Smart grid is an important part of the national energy strategy and one of the high-tech industries identified by the Shanghai City Government. Smart electricity consumption is an important part of the smart grid. Through intelligent power consumption systems, implementing flexible dispatch and control of loads, distributed power supplies and energy storage devices can effectively improve the efficiency of power grid energy and facilities, promote economic operation and orderly power use, and have important implications for power grid construction and operation, energy conservation and environmental protection, and power quality management has far-reaching implications and great significance.
Supported by the National Natural Science Foundation of China and Shanghai City's key scientific and technological research projects, the research team carried out research work on two-way interactive intelligent power consumption and flexible load control technology. The main innovations of the project include:
- For the first time, a refined short-term load prediction method for block-level loads is proposed. The chaotic time series method is innovatively used to effectively construct a load dynamics model that includes mechanism-driven and data-driven through phase space reconstruction. It overcomes the limitations of relying only on a certain factor to predict power loads, reduces the impact of original data anomalies and data noise on prediction accuracy, and the prediction error is less than 5%.
- A load identification technology based on non-intrusive load monitoring is innovatively proposed.

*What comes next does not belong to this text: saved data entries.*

//! Per-request stream pump.
//!
//! A [`StreamPump`] owns one request from the moment its task starts until
//! its terminal event is handed to the dispatcher. It pulls from the
//! [`InferenceClient`](protocol::InferenceClient) on demand: the next fragment is
//! requested only after a permit on the bounded event channel has been
//! obtained and the previous fragment forwarded, so a slow controller
//! throttles the engine instead of growing a backlog in the worker.
//!
//! Both suspension points (waiting for upstream, waiting for a permit) race
//! against the request's cancellation token.

use std::sync::Arc;

use futures::StreamExt;
use protocol::{
    codec, AggregateResponse, ChatPayload, ErrorEnvelope, Fragment, FragmentStream,
    InferenceOutput, RequestId, RequestState, TerminalOutcome,
};
use tokio_util::sync::CancellationToken;
use tracing::{debug, error, trace, warn};

use crate::dispatcher::Dispatcher;
use crate::registry::TerminalLatch;

/// Lifecycle of a pump task.
#[derive(Debug, Clone, Copy, PartialEq, Eq)]
pub enum PumpState {
    Idle,
    Running,
    Completed,
    Failed,
    Cancelled,
}

impl PumpState {
    fn can_transition_to(self, next: PumpState) -> bool {
        matches!(
            (self, next),
            (PumpState::Idle, PumpState::Running)
                | (
                    PumpState::Running,
                    PumpState::Completed | PumpState::Failed | PumpState::Cancelled
                )
        )
    }
}

impl From<RequestState> for PumpState {
    fn from(state: RequestState) -> Self {
        match state {
            RequestState::Pending => PumpState::Idle,
            RequestState::Streaming => PumpState::Running,
            RequestState::Completed => PumpState::Completed,
            RequestState::Failed => PumpState::Failed,
            RequestState::Cancelled => PumpState::Cancelled,
        }
    }
}

/// Why the pull loop stopped.
enum PumpExit {
    Finished(Option<AggregateResponse>),
    Failed(ErrorEnvelope),
    Cancelled,
    /// The event channel receiver is gone; nobody is listening any more.
    DownstreamClosed,
}

pub(crate) struct StreamPump {
    id: RequestId,
    payload: ChatPayload,
    streaming: bool,
    latch: Arc<TerminalLatch>,
    cancel: CancellationToken,
    dispatcher: Dispatcher,
    next_seq: u64,
    state: PumpState,
}

impl StreamPump {
    pub(crate) fn new(
        id: RequestId,
        payload: ChatPayload,
        streaming: bool,
        latch: Arc<TerminalLatch>,
        cancel: CancellationToken,
        dispatcher: Dispatcher,
    ) -> Self {
        Self {
            id,
            payload,
            streaming,
            latch,
            cancel,
            dispatcher,
            next_seq: 0,
            state: PumpState::Idle,
        }
    }

    /// Drives the request to exactly one terminal event.
    pub(crate) async fn run(mut self) {
        self.transition(PumpState::Running);
        let exit = self.drive().await;
        self.finish(exit).await;
    }

    async fn drive(&mut self) -> PumpExit {
        let client = self.dispatcher.client();
        let invoked = tokio::select! {
            biased;
            _ = self.cancel.cancelled() => return PumpExit::Cancelled,
            result = client.invoke(&self.payload, self.streaming) => result,
        };

        let output = match invoked {
            Ok(output) => output,
            Err(err) => {
                warn!(error = %err, kind = %err.kind(), "inference request failed before streaming");
                return PumpExit::Failed(codec::encode(&err));
            }
        };

        match (output, self.streaming) {
            (InferenceOutput::Stream(stream), true) => self.pump_stream(stream).await,
            (InferenceOutput::Stream(stream), false) => self.drain_stream(stream).await,
            (InferenceOutput::Aggregate(aggregate), false) => PumpExit::Finished(Some(aggregate)),
            (InferenceOutput::Aggregate(aggregate), true) => {
                debug!("client returned an aggregate for a streaming request");
                if !aggregate.content.is_empty() {
                    if let Err(exit) = self.deliver(aggregate.content).await {
                        return exit;
                    }
                }
                PumpExit::Finished(None)
            }
        }
    }

    async fn pump_stream(&mut self, mut stream: FragmentStream) -> PumpExit {
        loop {
            let next = tokio::select! {
                biased;
                _ = self.cancel.cancelled() => return PumpExit::Cancelled,
                next = stream.next() => next,
            };

            match next {
                Some(Ok(data)) => {
                    if let Err(exit) = self.deliver(data).await {
                        return exit;
                    }
                }
                Some(Err(err)) => {
                    warn!(
                        error = %err,
                        kind = %err.kind(),
                        delivered = self.next_seq,
                        "fragment stream failed"
                    );
                    return PumpExit::Failed(codec::encode(&err));
                }
                None => return PumpExit::Finished(None),
            }
        }
    }

    /// Collects a stream into one aggregate for a non-streaming request.
    async fn drain_stream(&mut self, mut stream: FragmentStream) -> PumpExit {
        debug!("client returned a stream for a non-streaming request; draining");
        let mut content = String::new();
        loop {
            let next = tokio::select! {
                biased;
                _ = self.cancel.cancelled() => return PumpExit::Cancelled,
                next = stream.next() => next,
            };

            match next {
                Some(Ok(data)) => content.push_str(&data),
                Some(Err(err)) => {
                    warn!(error = %err, kind = %err.kind(), "fragment stream failed while draining");
                    return PumpExit::Failed(codec::encode(&err));
                }
                None => return PumpExit::Finished(Some(AggregateResponse::from_content(content))),
            }
        }
    }

    /// Offers one fragment downstream. This is the backpressure point.
    async fn deliver(&mut self, data: String) -> Result<(), PumpExit> {
        let permit = tokio::select! {
            biased;
            _ = self.cancel.cancelled() => return Err(PumpExit::Cancelled),
            permit = self.dispatcher.events().reserve() => match permit {
                Ok(permit) => permit,
                Err(_) => return Err(PumpExit::DownstreamClosed),
            },
        };

        let fragment = Fragment::new(self.next_seq, data);
        if !self
            .dispatcher
            .on_fragment(&self.id, &self.latch, fragment, permit)
        {
            // Cancelled between the pull and the hand-off: the fragment is dropped.
            return Err(PumpExit::Cancelled);
        }
        self.next_seq += 1;
        Ok(())
    }

    async fn finish(&mut self, exit: PumpExit) {
        let proposed = match exit {
            PumpExit::Finished(aggregate) => TerminalOutcome::Completed { aggregate },
            PumpExit::Failed(envelope) => TerminalOutcome::Failed(envelope),
            PumpExit::Cancelled => TerminalOutcome::Cancelled,
            PumpExit::DownstreamClosed => {
                warn!("event channel closed; abandoning request");
                TerminalOutcome::Cancelled
            }
        };

        let Some(outcome) = self.latch.finalize(proposed) else {
            error!("request reached a terminal state twice");
            debug_assert!(false, "pump for {} finalized twice", self.id);
            return;
        };
        self.transition(outcome.state().into());

        let permit = self.dispatcher.events().reserve().await.ok();
        self.dispatcher
            .on_terminal(&self.id, &self.latch, outcome, permit);
    }

    fn transition(&mut self, next: PumpState) {
        debug_assert!(
            self.state.can_transition_to(next),
            "invalid pump transition {:?} -> {:?}",
            self.state,
            next
        );
        trace!(from = ?self.state, to = ?next, "pump transition");
        self.state = next;
    }
}

#[cfg(test)]
mod tests {
    use super::*;

    #[test]
    fn test_pump_transitions() {
        assert!(PumpState::Idle.can_transition_to(PumpState::Running));
        assert!(PumpState::Running.can_transition_to(PumpState::Cancelled));
        assert!(!PumpState::Idle.can_transition_to(PumpState::Completed));
        assert!(!PumpState::Completed.can_transition_to(PumpState::Failed));
        assert!(!PumpState::Cancelled.can_transition_to(PumpState::Running));
    }

    #[test]
    fn test_terminal_request_states_map_to_terminal_pump_states() {
        assert_eq!(PumpState::from(RequestState::Failed), PumpState::Failed);
        assert_eq!(PumpState::from(RequestState::Cancelled), PumpState::Cancelled);
        assert_eq!(PumpState::from(RequestState::Completed), PumpState::Completed);
    }
}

A sliding window bilateral cumulative sum method is used to detect load start-up and stop transient events, the problem is transformed into a 0-1 quadratic programming model, and the model is solved by implicit enumeration method. Significantly reduces the number of metering sensors and reduces communication costs. The innovatively proposed load classification method based on information entropy segmented aggregation approximation and spectral clustering can effectively carry out load classification and dimension reduction processing to evaluate the dispatchable capacity of loads participating in demand response, and is helpful to the formulation of demand response control strategies.
- Innovatively proposed a low-carbon and multi-objective flexible load control technology and energy management strategy. Optimization goals including low-carbon benefit parameters are introduced, and a low-carbon comprehensive benefit model is established. By constructing distributed cluster control of loads and distributed power sources, flexible loads participate in power grid regulation and two-way flow of energy between distributed clusters and main grid are realized. Control strategy, effectively achieving multi-objective optimization of low-carbon benefits and economic benefits.
- Developed key equipment for intelligent electricity consumption such as intelligent load controllers and two-way interactive terminals. The load controller has built-in precision integrated circuits, processors, metering chips and ZigBee wireless communication, which can collect data and control on and off of various electrical equipment. Two-way interactive terminals realize the reception, storage, real-time display and analysis of information and data of smart meters and smart controllers, complete two-way interaction between users and power companies, implement flexible scheduling and control of loads, distributed power supplies and energy storage devices, and support demand response mechanism.
This project has published 15 papers in SCI/EI journals and conferences, and applied for 6 patents (2 of which have been authorized). On the basis of theoretical research and talent training, we explored the linkage between technology transformation and engineering application, and initially formed a complete "industry-university-research" cooperation chain. In the past three years, the new products jointly developed by the project team and the cooperating units have added an added value of 28.1178 million yuan, an added profit of 9.8413 million yuan, and an added tax revenue of 1.673 million yuan.
After expert evaluation organized by Shanghai City Science and Technology Commission and novelty search by science and technology information department, the research of this project is novel. The effects of technical achievements transformation, product marketing and practical application show that the load prediction, identification and control technology in this project is pioneering, and the project and product-related technologies are at the leading level in China. The project research has improved my country's intelligent electricity technology level and key technical equipment development capabilities, and achieved significant economic benefits and good social benefits.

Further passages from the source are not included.